Their optimism, they said, stems from the redesigned Regional Growth Partnership, which has a new director, $9 million in private money, and the role of lead marketing agency for the region.

Also, there's the proposed merger of the University of Toledo and the Medical University of Ohio, plus the Northwest Ohio Science and Technology Corridor proposed by UT president Dan Johnson to link those two schools with Bowling Green State University and Owens Community College.

"One of the most encouraging signs is that [the private sector] has stepped up with the money, they're on the new RGP board, and we have a new strategic plan," said James Hoffman, president of KeyBank in the Toledo region.

"Everybody's at the same table and that's really a big difference."

But seven years ago, former UT President Vic Kapoor suggested a local technology park that would attract high-tech businesses. No such park was built.

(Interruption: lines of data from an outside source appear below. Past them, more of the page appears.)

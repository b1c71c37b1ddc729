//! Small cross-cutting helpers shared by several modules.

use std::sync::{RwLock, RwLockReadGuard, RwLockWriteGuard};

/// A handy shortcut to replace the `RwLock` `.write().unwrap()` /
/// `.read().unwrap()` pattern with `.wl()` / `.rl()`.
///
/// Copied in spirit from the teacher's `src/util.rs::HandyRwLock` (itself
/// borrowed from tikv_util), which this crate's `BufferPool`, `Catalog`
/// and `Database` all lean on to keep lock-guard call sites terse.
pub trait HandyRwLock<T> {
    fn wl(&self) -> RwLockWriteGuard<'_, T>;
    fn rl(&self) -> RwLockReadGuard<'_, T>;
}

impl<T> HandyRwLock<T> for RwLock<T> {
    fn wl(&self) -> RwLockWriteGuard<'_, T> {
        self.write().unwrap()
    }

    fn rl(&self) -> RwLockReadGuard<'_, T> {
        self.read().unwrap()
    }
}

/// Initializes `env_logger` exactly once for the process; safe to call
/// from every test that wants log output.
pub fn init_log() {
    use std::io::Write;
    use std::sync::Once;

    static INIT: Once = Once::new();
    INIT.call_once(|| {
        let mut builder = env_logger::Builder::from_default_env();
        builder
            .format_timestamp_secs()
            .format(|buf, record| {
                writeln!(
                    buf,
                    "[{} - {}] [{}:{}] {}",
                    record.level(),
                    record.target(),
                    record.file().unwrap_or("?"),
                    record.line().unwrap_or(0),
                    record.args()
                )
            })
            .is_test(true)
            .try_init()
            .ok();
    });
}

Limited progress in the MUO business park includes Shields Imaging, which has about a dozen employees to perform magnetic resonance imaging scans.

Mayor Finkbeiner said he plans to meet economic development officials in the area to set goals for jobs gained and retained. But no such meeting is scheduled, and the mayor is searching for a city economic development director.

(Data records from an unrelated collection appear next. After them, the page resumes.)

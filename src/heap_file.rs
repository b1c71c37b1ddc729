//! `HeapFile`: a disk-backed sequence of `HeapPage`s for one table (spec
//! §3, §4.3, §6).

use std::collections::hash_map::DefaultHasher;
use std::fs::OpenOptions;
use std::hash::{Hash, Hasher};
use std::io::{Read, Seek, SeekFrom, Write};
use std::path::{Path, PathBuf};

use crate::buffer_pool::BufferPool;
use crate::config;
use crate::error::{SmallDbError, SmallResult};
use crate::heap_page::HeapPage;
use crate::page_id::PageId;
use crate::transaction::TransactionId;
use crate::tuple::Tuple;
use crate::tuple_desc::TupleDesc;
use crate::types::Permission;

/// A table's backing store: one flat file, pages laid out contiguously.
/// Page `n` starts at byte `n * page_size`.
pub struct HeapFile {
    path: PathBuf,
    td: TupleDesc,
    table_id: i32,
}

impl HeapFile {
    /// Opens (creating if absent) the backing file at `path`. `table_id` is
    /// derived from a hash of the canonicalized path, so the same file
    /// always maps to the same id.
    pub fn new<P: AsRef<Path>>(path: P, td: TupleDesc) -> SmallResult<Self> {
        let path = path.as_ref().to_path_buf();
        // Ensure the file exists so canonicalize succeeds.
        OpenOptions::new().write(true).create(true).open(&path)?;
        let canonical = path.canonicalize()?;
        let mut hasher = DefaultHasher::new();
        canonical.hash(&mut hasher);
        let table_id = hasher.finish() as i32;

        Ok(HeapFile { path, td, table_id })
    }

    pub fn table_id(&self) -> i32 {
        self.table_id
    }

    pub fn tuple_desc(&self) -> &TupleDesc {
        &self.td
    }

    pub fn path(&self) -> &Path {
        &self.path
    }

    fn file_len(&self) -> SmallResult<u64> {
        Ok(std::fs::metadata(&self.path)?.len())
    }

    pub fn num_pages(&self) -> SmallResult<usize> {
        Ok((self.file_len()? as usize) / config::page_size())
    }

    /// Reads page `page_number` directly from disk, bypassing the buffer
    /// pool. Used by the pool's own miss path and by tests.
    pub fn read_page(&self, page_number: i32) -> SmallResult<HeapPage> {
        let pid = PageId::new(self.table_id, page_number);
        let offset = page_number as u64 * config::page_size() as u64;

        let mut file = OpenOptions::new().read(true).open(&self.path)?;
        file.seek(SeekFrom::Start(offset))?;
        let mut buf = vec![0u8; config::page_size()];
        file.read_exact(&mut buf)?;

        HeapPage::new(pid, self.td.clone(), &buf)
    }

    /// Writes `page` to its slot, growing the file by one page if the
    /// offset lands at or past the current end.
    pub fn write_page(&self, page: &HeapPage) -> SmallResult<()> {
        let offset = page.pid().page_number as u64 * config::page_size() as u64;

        let mut file = OpenOptions::new().write(true).open(&self.path)?;
        file.seek(SeekFrom::Start(offset))?;
        file.write_all(&page.get_page_data())?;
        file.flush()?;
        Ok(())
    }

    /// Linear-scans existing pages (through the buffer pool, under an
    /// exclusive lock) for room; allocates and appends a new page if none
    /// has an empty slot.
    pub fn insert_tuple(
        &self,
        buffer_pool: &BufferPool,
        tid: TransactionId,
        t: Tuple,
    ) -> SmallResult<()> {
        let num_pages = self.num_pages()?;
        for page_number in 0..num_pages {
            let pid = PageId::new(self.table_id, page_number as i32);
            let page_lock = buffer_pool.get_page(tid, pid, Permission::ReadWrite)?;
            let mut page = page_lock.write().unwrap();
            if page.get_num_empty_slots() > 0 {
                page.insert_tuple(t)?;
                page.mark_dirty(true, tid);
                return Ok(());
            }
        }

        // No page had room: grow the file with an empty page, then go
        // through the buffer pool like the existing-page branch above, so
        // the new page is lock-mediated and its before-image is taken from
        // the (empty) on-disk image rather than the already-inserted one.
        let new_pid = PageId::new(self.table_id, num_pages as i32);
        let empty = HeapPage::new(new_pid, self.td.clone(), &HeapPage::empty_page_data())?;
        self.write_page(&empty)?;
        let page_lock = buffer_pool.get_page(tid, new_pid, Permission::ReadWrite)?;
        let mut page = page_lock.write().unwrap();
        page.insert_tuple(t)?;
        page.mark_dirty(true, tid);
        Ok(())
    }

    pub fn delete_tuple(&self, buffer_pool: &BufferPool, tid: TransactionId, t: &Tuple) -> SmallResult<()> {
        let rid = t
            .record_id()
            .ok_or_else(|| SmallDbError::not_on_page("tuple has no RecordId"))?;
        let page_lock = buffer_pool.get_page(tid, rid.page_id, Permission::ReadWrite)?;
        let mut page = page_lock.write().unwrap();
        page.delete_tuple(t)?;
        page.mark_dirty(true, tid);
        Ok(())
    }

    /// A finite, restartable iterator over every tuple in the file, in
    /// ascending `(page_number, slot)` order, mediated by the buffer pool
    /// under read-only permission.
    pub fn iter<'a>(&'a self, buffer_pool: &'a BufferPool, tid: TransactionId) -> HeapFileIterator<'a> {
        HeapFileIterator {
            file: self,
            buffer_pool,
            tid,
            open: false,
            page_number: 0,
            slot: 0,
            num_pages: 0,
        }
    }
}

/// Open/close stateful iterator over a `HeapFile`'s tuples.
/// `next()` after `close()` (or before `open()`) fails with `NotFound`
/// (spec's `iterator-not-open`).
pub struct HeapFileIterator<'a> {
    file: &'a HeapFile,
    buffer_pool: &'a BufferPool,
    tid: TransactionId,
    open: bool,
    page_number: i32,
    slot: usize,
    num_pages: i32,
}

impl<'a> HeapFileIterator<'a> {
    pub fn open(&mut self) -> SmallResult<()> {
        self.num_pages = self.file.num_pages()? as i32;
        self.page_number = 0;
        self.slot = 0;
        self.open = true;
        Ok(())
    }

    pub fn close(&mut self) {
        self.open = false;
    }

    pub fn rewind(&mut self) -> SmallResult<()> {
        self.close();
        self.open()
    }

    fn next_tuple(&mut self) -> SmallResult<Option<Tuple>> {
        if !self.open {
            return Err(SmallDbError::not_found("iterator is not open"));
        }

        while self.page_number < self.num_pages {
            let pid = PageId::new(self.file.table_id(), self.page_number);
            let page_lock = self.buffer_pool.get_page(self.tid, pid, Permission::ReadOnly)?;
            let page = page_lock.read().unwrap();
            let tuples: Vec<Tuple> = page.iter().cloned().collect();
            drop(page);

            if self.slot < tuples.len() {
                let t = tuples[self.slot].clone();
                self.slot += 1;
                return Ok(Some(t));
            }

            self.page_number += 1;
            self.slot = 0;
        }

        Ok(None)
    }
}

impl<'a> Iterator for HeapFileIterator<'a> {
    type Item = SmallResult<Tuple>;

    fn next(&mut self) -> Option<Self::Item> {
        match self.next_tuple() {
            Ok(Some(t)) => Some(Ok(t)),
            Ok(None) => None,
            Err(e) => Some(Err(e)),
        }
    }
}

During his previous tenure as mayor, Mr. Finkbeiner proposed a program in 1995 to spur economic development and jobs, but it is unclear what impact it had. He did not return two weeks of calls seeking comment.

Sticking with manufacturing as the key to job success could be the death knell, said labor economist Donald Grimes, a senior research specialist at the University of Michigan.

What that means, he said, is that Toledo officials can laud the recent news that General Motors Corp. plans to pour $500 million into its local transmission factory, but the focus should be on attracting knowledge-based companies.

A Rust Belt city like Toledo, he said, might be more realistic trying to replace factory jobs with professional ones in such fields as banking, architecture, law, and accountanting.

"High tech is sexy but it's not ever going to be a great producer of jobs," he said.

Mr. Weathers, of the growth partnership, said one of his initiatives is to create an Internet directory of what products local companies sell to help foster local purchasing and business.

More than two years ago, the agency used an $800,000 state grant to help create technology jobs and enhance the local industry. So far, 29 jobs have been created, with investment or increased sales of $7.5 million, the partnership said.

Still, local job-growth obstacles are significant.

The metro area is not gaining population, it has a factory-town image, it has a hefty union presence that is not attractive to some businesses, it is perceived as having high electricity rates for industry, and has not seemed to snare much in the way of venture capital or diverse jobs except for a spurt in warehousing and distribution employment.

KeyBank's Mr. Hoffman had said last summer that the growth partnership would "create 8,000 new jobs in five years and bring in $1 billion in capital investment."

So far, however, the area continues to lose jobs.

Although he thinks 8,000 new jobs is attainable, he said there is uncertainty how many local jobs will be lost as global outsourcing continues to grow.

"We may see modest growth but it won't be an increase necessarily of 8,000 jobs."